=== Exercise details ===
What you print must match the data line for line.

(Collected data entries)
//! Per-owner storage ceiling, checked before any write that adds bytes.

use std::sync::Arc;

use serde::Serialize;
use tracing::info;
use uuid::Uuid;

use nimbus_core::error::AppError;
use nimbus_core::result::AppResult;
use nimbus_database::NodeStore;
use nimbus_entity::storage::StorageUsage;

/// Checks and reports live-file usage against a fixed ceiling.
#[derive(Clone)]
pub struct QuotaService {
    /// Node store (usage aggregate).
    nodes: Arc<dyn NodeStore>,
    /// Ceiling in bytes.
    limit_bytes: i64,
}

impl std::fmt::Debug for QuotaService {
    fn fmt(&self, f: &mut std::fmt::Formatter<'_>) -> std::fmt::Result {
        f.debug_struct("QuotaService")
            .field("limit_bytes", &self.limit_bytes)
            .finish()
    }
}

/// Usage with human-readable sizes, as shown to the user.
#[derive(Debug, Clone, Serialize)]
pub struct StorageSummary {
    /// Raw figures.
    #[serde(flatten)]
    pub usage: StorageUsage,
    /// `used_bytes` formatted.
    pub used_formatted: String,
    /// `limit_bytes` formatted.
    pub limit_formatted: String,
    /// `remaining_bytes` formatted.
    pub remaining_formatted: String,
}

impl QuotaService {
    /// Creates a new quota service.
    pub fn new(nodes: Arc<dyn NodeStore>, limit_bytes: i64) -> Self {
        Self { nodes, limit_bytes }
    }

    /// Current usage of an owner.
    pub async fn usage(&self, owner_id: Uuid) -> AppResult<StorageUsage> {
        let (used, count) = self.nodes.usage(owner_id).await?;
        Ok(StorageUsage::new(self.limit_bytes, used, count))
    }

    /// Usage with formatted sizes.
    pub async fn summary(&self, owner_id: Uuid) -> AppResult<StorageSummary> {
        let usage = self.usage(owner_id).await?;
        Ok(StorageSummary {
            used_formatted: format_bytes(usage.used_bytes),
            limit_formatted: format_bytes(usage.limit_bytes),
            remaining_formatted: format_bytes(usage.remaining_bytes),
            usage,
        })
    }

    /// Fail with `QuotaExceeded` unless `additional_bytes` still fit.
    pub async fn ensure_room(&self, owner_id: Uuid, additional_bytes: i64) -> AppResult<()> {
        let usage = self.usage(owner_id).await?;
        if usage.would_exceed(additional_bytes) {
            info!(
                owner_id = %owner_id,
                used = usage.used_bytes,
                requested = additional_bytes,
                "Storage quota exceeded"
            );
            return Err(AppError::quota_exceeded(format!(
                "Storage limit exceeded. You have {} GB remaining.",
                usage.remaining_gib()
            )));
        }
        Ok(())
    }
}

/// Format a byte count with binary units and two decimals (`1.50 GB`).
pub fn format_bytes(bytes: i64) -> String {
    const UNITS: [&str; 5] = ["B", "KB", "MB", "GB", "TB"];
    if bytes <= 0 {
        return "0 B".to_string();
    }
    let mut value = bytes as f64;
    let mut unit = 0;
    while value >= 1024.0 && unit < UNITS.len() - 1 {
        value /= 1024.0;
        unit += 1;
    }
    if unit == 0 {
        format!("{bytes} B")
    } else {
        format!("{value:.2} {}", UNITS[unit])
    }
}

=== Response below ===
//! Per-owner storage ceiling, checked before any write that adds bytes.

use std::sync::Arc;

use serde::Serialize;
use tracing::info;
use uuid::Uuid;

use nimbus_core::error::AppError;
use nimbus_core::result::AppResult;
use nimbus_database::NodeStore;
use nimbus_entity::storage::StorageUsage;

/// Checks and reports live-file usage against a fixed ceiling.
#[derive(Clone)]
pub struct QuotaService {
    /// Node store (usage aggregate).
    nodes: Arc<dyn NodeStore>,
    /// Ceiling in bytes.
    limit_bytes: i64,
}

impl std::fmt::Debug for QuotaService {
    fn fmt(&self, f: &mut std::fmt::Formatter<'_>) -> std::fmt::Result {
        f.debug_struct("QuotaService")
            .field("limit_bytes", &self.limit_bytes)
            .finish()
    }
}

/// Usage with human-readable sizes, as shown to the user.
#[derive(Debug, Clone, Serialize)]
pub struct StorageSummary {
    /// Raw figures.
    #[serde(flatten)]
    pub usage: StorageUsage,
    /// `used_bytes` formatted.
    pub used_formatted: String,
    /// `limit_bytes` formatted.
    pub limit_formatted: String,
    /// `remaining_bytes` formatted.
    pub remaining_formatted: String,
}

impl QuotaService {
    /// Creates a new quota service.
    pub fn new(nodes: Arc<dyn NodeStore>, limit_bytes: i64) -> Self {
        Self { nodes, limit_bytes }
    }

    /// Current usage of an owner.
    pub async fn usage(&self, owner_id: Uuid) -> AppResult<StorageUsage> {
        let (used, count) = self.nodes.usage(owner_id).await?;
        Ok(StorageUsage::new(self.limit_bytes, used, count))
    }

    /// Usage with formatted sizes.
    pub async fn summary(&self, owner_id: Uuid) -> AppResult<StorageSummary> {
        let usage = self.usage(owner_id).await?;
        Ok(StorageSummary {
            used_formatted: format_bytes(usage.used_bytes),
            limit_formatted: format_bytes(usage.limit_bytes),
            remaining_formatted: format_bytes(usage.remaining_bytes),
            usage,
        })
    }

    /// Fail with `QuotaExceeded` unless `additional_bytes` still fit.
    pub async fn ensure_room(&self, owner_id: Uuid, additional_bytes: i64) -> AppResult<()> {
        let usage = self.usage(owner_id).await?;
        if usage.would_exceed(additional_bytes) {
            info!(
                owner_id = %owner_id,
                used = usage.used_bytes,
                requested = additional_bytes,
                "Storage quota exceeded"
            );
            return Err(AppError::quota_exceeded(format!(
                "Storage limit exceeded. You have {} GB remaining.",
                usage.remaining_gib()
            )));
        }
        Ok(())
    }
}

/// Format a byte count with binary units and two decimals (`1.50 GB`).
pub fn format_bytes(bytes: i64) -> String {
    const UNITS: [&str; 5] = ["B", "KB", "MB", "GB", "TB"];
    if bytes <= 0 {
        return "0 B".to_string();
    }
    let mut value = bytes as f64;
    let mut unit = 0;
    while value >= 1024.0 && unit < UNITS.len() - 1 {
        value /= 1024.0;
        unit += 1;
    }
    if unit == 0 {
        format!("{bytes} B")
    } else {
        format!("{value:.2} {}", UNITS[unit])
    }
}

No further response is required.